● What you are asked to do: Look through the material beneath and copy each line with the word "Clone".

[Exercise input — start]

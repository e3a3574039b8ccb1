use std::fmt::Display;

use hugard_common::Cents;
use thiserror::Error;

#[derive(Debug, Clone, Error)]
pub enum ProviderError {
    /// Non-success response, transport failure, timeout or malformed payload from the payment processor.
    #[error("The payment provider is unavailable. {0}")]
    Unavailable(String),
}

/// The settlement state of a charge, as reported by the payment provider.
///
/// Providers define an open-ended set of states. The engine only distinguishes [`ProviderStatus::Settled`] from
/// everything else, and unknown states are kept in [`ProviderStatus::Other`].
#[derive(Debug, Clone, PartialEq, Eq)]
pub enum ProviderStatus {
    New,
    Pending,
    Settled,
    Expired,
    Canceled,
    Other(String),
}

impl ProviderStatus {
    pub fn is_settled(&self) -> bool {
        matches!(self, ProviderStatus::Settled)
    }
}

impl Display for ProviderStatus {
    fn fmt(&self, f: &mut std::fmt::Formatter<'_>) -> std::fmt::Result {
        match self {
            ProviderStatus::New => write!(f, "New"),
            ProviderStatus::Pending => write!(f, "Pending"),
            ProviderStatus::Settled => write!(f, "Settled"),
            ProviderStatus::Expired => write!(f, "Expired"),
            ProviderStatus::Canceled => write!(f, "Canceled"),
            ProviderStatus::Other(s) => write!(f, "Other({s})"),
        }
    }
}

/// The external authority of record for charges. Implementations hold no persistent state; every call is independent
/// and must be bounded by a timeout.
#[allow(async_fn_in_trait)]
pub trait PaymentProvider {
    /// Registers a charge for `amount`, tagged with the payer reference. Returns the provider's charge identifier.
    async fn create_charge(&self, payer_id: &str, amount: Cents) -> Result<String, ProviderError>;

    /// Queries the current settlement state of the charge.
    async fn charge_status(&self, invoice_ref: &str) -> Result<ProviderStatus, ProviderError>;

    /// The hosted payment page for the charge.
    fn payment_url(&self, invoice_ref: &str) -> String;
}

[Exercise input — finish]

● Exercise result:
#[derive(Debug, Clone, Error)]
#[derive(Debug, Clone, PartialEq, Eq)]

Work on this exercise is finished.